Dataset entries>
====

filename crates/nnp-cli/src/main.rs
mod cli;
mod commands;
mod config;
mod error;
mod input;
mod logging;
mod utils;

use crate::cli::{Cli, Commands};
use crate::error::{CliError, Result};
use crate::utils::progress::CliProgressHandler;
use clap::Parser;
use tracing::{debug, error, info};

fn main() {
    if let Err(e) = run_app() {
        eprintln!("\n❌ Error: {}", e);
        std::process::exit(1);
    }
}

fn run_app() -> Result<()> {
    let cli = Cli::parse();
    logging::setup_logging(cli.verbose, cli.quiet, cli.log_file.clone())?;

    info!("🚀 nnpforge CLI v{} starting up.", env!("CARGO_PKG_VERSION"));
    debug!("Full CLI arguments parsed: {:?}", &cli);

    if let Some(num_threads) = cli.threads {
        info!(
            "Setting Rayon global thread pool to {} threads.",
            num_threads
        );
        rayon::ThreadPoolBuilder::new()
            .num_threads(num_threads)
            .build_global()
            .map_err(|e| {
                CliError::Other(anyhow::anyhow!("Failed to build global thread pool: {}", e))
            })?;
    }

    let progress = if cli.quiet {
        CliProgressHandler::hidden()
    } else {
        CliProgressHandler::new()
    };

    let command_result = match cli.command {
        Commands::Evaluate(args) => {
            info!("Dispatching to 'evaluate' command.");
            commands::evaluate::run(args, &progress)
        }
        Commands::Pairs(args) => {
            info!("Dispatching to 'pairs' command.");
            commands::pairs::run(args)
        }
        Commands::FitSelfEnergies(args) => {
            info!("Dispatching to 'fit-self-energies' command.");
            commands::fit_self_energies::run(args, &progress)
        }
    };

    match &command_result {
        Ok(()) => {
            info!("✅ Command completed successfully.");
            println!("✅ Command completed successfully.");
        }
        Err(e) => {
            error!("❌ Command failed: {}", e);
        }
    }

    command_result
}
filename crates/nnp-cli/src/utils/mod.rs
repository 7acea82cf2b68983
pub mod parser;
pub mod progress;
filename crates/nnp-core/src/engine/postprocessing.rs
use crate::core::models::batch::AtomSystemBatch;
use crate::core::models::statistics::DatasetStatistics;
use crate::core::ops::scatter::reduce_to_molecules;
use candle_core::{Device, Tensor};

/// Maps raw per-molecule network outputs onto the dataset's energy scale.
///
/// `E = raw · stddev + mean + Σ_atoms E_self(Z)`. The self-energy sum depends on composition only,
/// so it is a constant of the graph and carries no gradient.
#[derive(Debug, Clone)]
pub struct EnergyScaling {
    mean: f64,
    stddev: f64,
    self_energy_table: Vec<f64>,
}

impl EnergyScaling {
    pub fn new(statistics: &DatasetStatistics) -> Self {
        Self {
            mean: statistics.scaling_mean,
            stddev: statistics.scaling_stddev,
            self_energy_table: statistics.atomic_self_energies.lookup_table(),
        }
    }

    pub fn rescale(&self, raw_energy: &Tensor) -> candle_core::Result<Tensor> {
        raw_energy.affine(self.stddev, self.mean)
    }

    /// Per-atom self energies gathered from the table, `[N]`.
    pub fn atomic_self_energies(
        &self,
        batch: &AtomSystemBatch,
        device: &Device,
    ) -> candle_core::Result<Tensor> {
        let values: Vec<f64> = batch
            .atomic_numbers()
            .iter()
            .map(|&z| self.self_energy_table.get(usize::from(z)).copied().unwrap_or(0.0))
            .collect();
        Tensor::from_vec(values, batch.number_of_atoms(), device)
    }

    /// Sum of self energies per molecule, `[M]`.
    pub fn molecular_self_energies(
        &self,
        batch: &AtomSystemBatch,
        device: &Device,
    ) -> candle_core::Result<Tensor> {
        reduce_to_molecules(
            &self.atomic_self_energies(batch, device)?,
            &batch.subsystem_indices_tensor(device)?,
            batch.number_of_molecules(),
        )
    }

    /// Subtracts each molecule's self-energy sum from reference energies.
    pub fn remove_self_energies(
        &self,
        batch: &AtomSystemBatch,
        energies: &[f64],
    ) -> candle_core::Result<Vec<f64>> {
        if energies.len() != batch.number_of_molecules() {
            candle_core::bail!(
                "expected {} molecular energies, found {}",
                batch.number_of_molecules(),
                energies.len()
            );
        }
        let offsets = self
            .molecular_self_energies(batch, &Device::Cpu)?
            .to_vec1::<f64>()?;
        Ok(energies.iter().zip(offsets).map(|(e, o)| e - o).collect())
    }
}

#[cfg(test)]
mod tests {
    use super::*;
    use crate::core::models::statistics::AtomicSelfEnergies;
    use nalgebra::Point3;

    fn statistics() -> DatasetStatistics {
        DatasetStatistics {
            scaling_mean: -2.0,
            scaling_stddev: 0.5,
            atomic_self_energies: AtomicSelfEnergies::from_symbols([("H", -1.5), ("O", -75.0)])
                .unwrap(),
        }
    }

    fn batch() -> AtomSystemBatch {
        AtomSystemBatch::neutral(
            vec![
                Point3::new(0.0, 0.0, 0.0),
                Point3::new(0.1, 0.0, 0.0),
                Point3::new(0.0, 0.1, 0.0),
                Point3::new(2.0, 0.0, 0.0),
                Point3::new(2.1, 0.0, 0.0),
            ],
            vec![8, 1, 1, 6, 1],
            vec![0, 0, 0, 1, 1],
        )
        .unwrap()
    }

    #[test]
    fn rescale_applies_stddev_then_mean() {
        let scaling = EnergyScaling::new(&statistics());
        let raw = Tensor::from_vec(vec![4.0, -2.0], 2, &Device::Cpu).unwrap();
        let rescaled = scaling.rescale(&raw).unwrap().to_vec1::<f64>().unwrap();
        assert_eq!(rescaled, vec![0.0, -3.0]);
    }

    #[test]
    fn molecular_self_energies_sum_the_table_with_missing_elements_at_zero() {
        let scaling = EnergyScaling::new(&statistics());
        let totals = scaling
            .molecular_self_energies(&batch(), &Device::Cpu)
            .unwrap()
            .to_vec1::<f64>()
            .unwrap();
        assert_eq!(totals, vec![-78.0, -1.5]);
    }

    #[test]
    fn removing_self_energies_inverts_adding_them() {
        let scaling = EnergyScaling::new(&statistics());
        let stripped = scaling.remove_self_energies(&batch(), &[-80.0, -2.0]).unwrap();
        assert_eq!(stripped, vec![-2.0, -0.5]);
        assert!(scaling.remove_self_energies(&batch(), &[1.0]).is_err());
    }
}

====

Task> The answer is the full set of records, printed exactly as given.

Answer to this problem>
filename crates/nnp-cli/src/main.rs
mod cli;
mod commands;
mod config;
mod error;
mod input;
mod logging;
mod utils;

use crate::cli::{Cli, Commands};
use crate::error::{CliError, Result};
use crate::utils::progress::CliProgressHandler;
use clap::Parser;
use tracing::{debug, error, info};

fn main() {
    if let Err(e) = run_app() {
        eprintln!("\n❌ Error: {}", e);
        std::process::exit(1);
    }
}

fn run_app() -> Result<()> {
    let cli = Cli::parse();
    logging::setup_logging(cli.verbose, cli.quiet, cli.log_file.clone())?;

    info!("🚀 nnpforge CLI v{} starting up.", env!("CARGO_PKG_VERSION"));
    debug!("Full CLI arguments parsed: {:?}", &cli);

    if let Some(num_threads) = cli.threads {
        info!(
            "Setting Rayon global thread pool to {} threads.",
            num_threads
        );
        rayon::ThreadPoolBuilder::new()
            .num_threads(num_threads)
            .build_global()
            .map_err(|e| {
                CliError::Other(anyhow::anyhow!("Failed to build global thread pool: {}", e))
            })?;
    }

    let progress = if cli.quiet {
        CliProgressHandler::hidden()
    } else {
        CliProgressHandler::new()
    };

    let command_result = match cli.command {
        Commands::Evaluate(args) => {
            info!("Dispatching to 'evaluate' command.");
            commands::evaluate::run(args, &progress)
        }
        Commands::Pairs(args) => {
            info!("Dispatching to 'pairs' command.");
            commands::pairs::run(args)
        }
        Commands::FitSelfEnergies(args) => {
            info!("Dispatching to 'fit-self-energies' command.");
            commands::fit_self_energies::run(args, &progress)
        }
    };

    match &command_result {
        Ok(()) => {
            info!("✅ Command completed successfully.");
            println!("✅ Command completed successfully.");
        }
        Err(e) => {
            error!("❌ Command failed: {}", e);
        }
    }

    command_result
}
filename crates/nnp-cli/src/utils/mod.rs
repository 7acea82cf2b68983
pub mod parser;
pub mod progress;
filename crates/nnp-core/src/engine/postprocessing.rs
use crate::core::models::batch::AtomSystemBatch;
use crate::core::models::statistics::DatasetStatistics;
use crate::core::ops::scatter::reduce_to_molecules;
use candle_core::{Device, Tensor};

/// Maps raw per-molecule network outputs onto the dataset's energy scale.
///
/// `E = raw · stddev + mean + Σ_atoms E_self(Z)`. The self-energy sum depends on composition only,
/// so it is a constant of the graph and carries no gradient.
#[derive(Debug, Clone)]
pub struct EnergyScaling {
    mean: f64,
    stddev: f64,
    self_energy_table: Vec<f64>,
}

impl EnergyScaling {
    pub fn new(statistics: &DatasetStatistics) -> Self {
        Self {
            mean: statistics.scaling_mean,
            stddev: statistics.scaling_stddev,
            self_energy_table: statistics.atomic_self_energies.lookup_table(),
        }
    }

    pub fn rescale(&self, raw_energy: &Tensor) -> candle_core::Result<Tensor> {
        raw_energy.affine(self.stddev, self.mean)
    }

    /// Per-atom self energies gathered from the table, `[N]`.
    pub fn atomic_self_energies(
        &self,
        batch: &AtomSystemBatch,
        device: &Device,
    ) -> candle_core::Result<Tensor> {
        let values: Vec<f64> = batch
            .atomic_numbers()
            .iter()
            .map(|&z| self.self_energy_table.get(usize::from(z)).copied().unwrap_or(0.0))
            .collect();
        Tensor::from_vec(values, batch.number_of_atoms(), device)
    }

    /// Sum of self energies per molecule, `[M]`.
    pub fn molecular_self_energies(
        &self,
        batch: &AtomSystemBatch,
        device: &Device,
    ) -> candle_core::Result<Tensor> {
        reduce_to_molecules(
            &self.atomic_self_energies(batch, device)?,
            &batch.subsystem_indices_tensor(device)?,
            batch.number_of_molecules(),
        )
    }

    /// Subtracts each molecule's self-energy sum from reference energies.
    pub fn remove_self_energies(
        &self,
        batch: &AtomSystemBatch,
        energies: &[f64],
    ) -> candle_core::Result<Vec<f64>> {
        if energies.len() != batch.number_of_molecules() {
            candle_core::bail!(
                "expected {} molecular energies, found {}",
                batch.number_of_molecules(),
                energies.len()
            );
        }
        let offsets = self
            .molecular_self_energies(batch, &Device::Cpu)?
            .to_vec1::<f64>()?;
        Ok(energies.iter().zip(offsets).map(|(e, o)| e - o).collect())
    }
}

#[cfg(test)]
mod tests {
    use super::*;
    use crate::core::models::statistics::AtomicSelfEnergies;
    use nalgebra::Point3;

    fn statistics() -> DatasetStatistics {
        DatasetStatistics {
            scaling_mean: -2.0,
            scaling_stddev: 0.5,
            atomic_self_energies: AtomicSelfEnergies::from_symbols([("H", -1.5), ("O", -75.0)])
                .unwrap(),
        }
    }

    fn batch() -> AtomSystemBatch {
        AtomSystemBatch::neutral(
            vec![
                Point3::new(0.0, 0.0, 0.0),
                Point3::new(0.1, 0.0, 0.0),
                Point3::new(0.0, 0.1, 0.0),
                Point3::new(2.0, 0.0, 0.0),
                Point3::new(2.1, 0.0, 0.0),
            ],
            vec![8, 1, 1, 6, 1],
            vec![0, 0, 0, 1, 1],
        )
        .unwrap()
    }

    #[test]
    fn rescale_applies_stddev_then_mean() {
        let scaling = EnergyScaling::new(&statistics());
        let raw = Tensor::from_vec(vec![4.0, -2.0], 2, &Device::Cpu).unwrap();
        let rescaled = scaling.rescale(&raw).unwrap().to_vec1::<f64>().unwrap();
        assert_eq!(rescaled, vec![0.0, -3.0]);
    }

    #[test]
    fn molecular_self_energies_sum_the_table_with_missing_elements_at_zero() {
        let scaling = EnergyScaling::new(&statistics());
        let totals = scaling
            .molecular_self_energies(&batch(), &Device::Cpu)
            .unwrap()
            .to_vec1::<f64>()
            .unwrap();
        assert_eq!(totals, vec![-78.0, -1.5]);
    }

    #[test]
    fn removing_self_energies_inverts_adding_them() {
        let scaling = EnergyScaling::new(&statistics());
        let stripped = scaling.remove_self_energies(&batch(), &[-80.0, -2.0]).unwrap();
        assert_eq!(stripped, vec![-2.0, -0.5]);
        assert!(scaling.remove_self_energies(&batch(), &[1.0]).is_err());
    }
}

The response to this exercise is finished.